Leo Rudnicki, 28.01.2010 11:21

While the Piper J-3 gets covered,Taylorcraft and British Taylorcraft/Auster with engines get nothing. Just a glider based on an aircraft not mentioned. Conspiracy? Or dreadful oversight? Your call.

Verne Lietz, e-mail, 28.01.2010 07:48

Why is there no section on the BC models ? I had a 1941 BC12 65 h,p that was a great little plane. Four gph, 92 mph, never a problem in the three months and several thousand miles I had it until it was wrecked in a ground accident by someone else...while I was hanging on a wing strut!
Later I got a nearly run out 1940 BL12 with a 55 h.p. Lycoming engine. It cruised at 75 mph on 3.6 gph. In 1952 it needed recover and at that time another plane of the Cub, Aeronca and Taylorcraft class could be bought for less than the price of recover (Like $450. I had a part-time gunshop and got mine in trade for five new .30-30 Winchester rifles at $245.)

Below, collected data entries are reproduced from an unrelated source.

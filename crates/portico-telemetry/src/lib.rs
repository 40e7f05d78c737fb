//! # Portico Telemetry
//!
//! Observability for Portico services: structured logging on the
//! `tracing` ecosystem and request metrics on the `metrics` facade
//! with a Prometheus exporter.
//!
//! # Example
//!
//! ```rust,no_run
//! use portico_telemetry::logging::{init_logging, LogConfig};
//! use portico_telemetry::metrics::{init_metrics, MetricsConfig};
//!
//! # fn main() -> Result<(), portico_telemetry::TelemetryError> {
//! init_logging(&LogConfig::development())?;
//! init_metrics(&MetricsConfig::default())?;
//!
//! tracing::info!(service = "orders", "service starting");
//! # Ok(())
//! # }
//! ```

#![doc(html_root_url = "https://docs.rs/portico-telemetry/0.1.0")]
#![warn(missing_docs)]
#![forbid(unsafe_code)]

pub mod error;
pub mod logging;
pub mod metrics;

pub use error::TelemetryError;

/// Result type alias using [`TelemetryError`].
pub type TelemetryResult<T> = Result<T, TelemetryError>;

Jim Phillips, e-mail, 16.01.2010 01:25

I fly a Taylorcraft BC-12D. how do I input the model into the museum?

Roy Jackson, e-mail, 31.12.2009 19:05

I had my first solo with eight hours of instruction in a T-Craft. That was in December of 1959. I was 20 years old and have long since given up being the pilot in command. My solo ride was in Columbia, Missouri. I found this plane in Missisippi a few years ago and it's still flying. Last summer my family and I were visiting a private aviation museum near Sand Point, Idaho and as we were leaving a couple of guys taxied up in a 1946 completely restored Taylor Craft. These things will fly forever if maintained. A wonderful recreational airplane.

Bryan Berlin, e-mail, 02.04.2009 15:38

We have restored a TG-6 in Marshall,MO at the Nicholas-Beazley Aviation Museum . 660-886-2630

Olen Sheperd, e-mail, 02.02.2009 19:05

I learned to fly in 1940 in a 2-place Taylorcraft BLT. It had a Lycoming 50 HP engine, was manufactured in Alliance, Ohio. I went to college in Alliance and met Glen Taylor when he talked to our college flying club. Glen worked for Bill Piper prior to starting his own company

Charles Day, e-mail, 27.05.2008 17:34

The TG-5, TG-6 and TG-8 by Aeronca, Taylorcraft and Piper were an idea of the then head of the CAA. In less than one week, engineers completed the design work for building the Aeronca TG-5 which was test flown and immediately put into production. Contracts were then let for building the L-4, L-5, L-6 airframes, sans engines, with a third seat in the nose extension in place of the engine. The contracts were for 250 each TG-5, TG-6, and TG-8. Although the U.S. Navy was in process of shutting its glider program, three from each manufacturer, were assigned to the Navy. In 1944, at the U.S. glider test and experiment base, Clinton County Army Air Field, one XTG-6 was converted for prone position flying to conduct G force tests, comparing prone and sitting pilot positions. This glider was designated XTG-33. This is an extract by the author of, from Silent Ones WWII Invasion Glider Test and Experiment CCAAF Wilmington Ohio.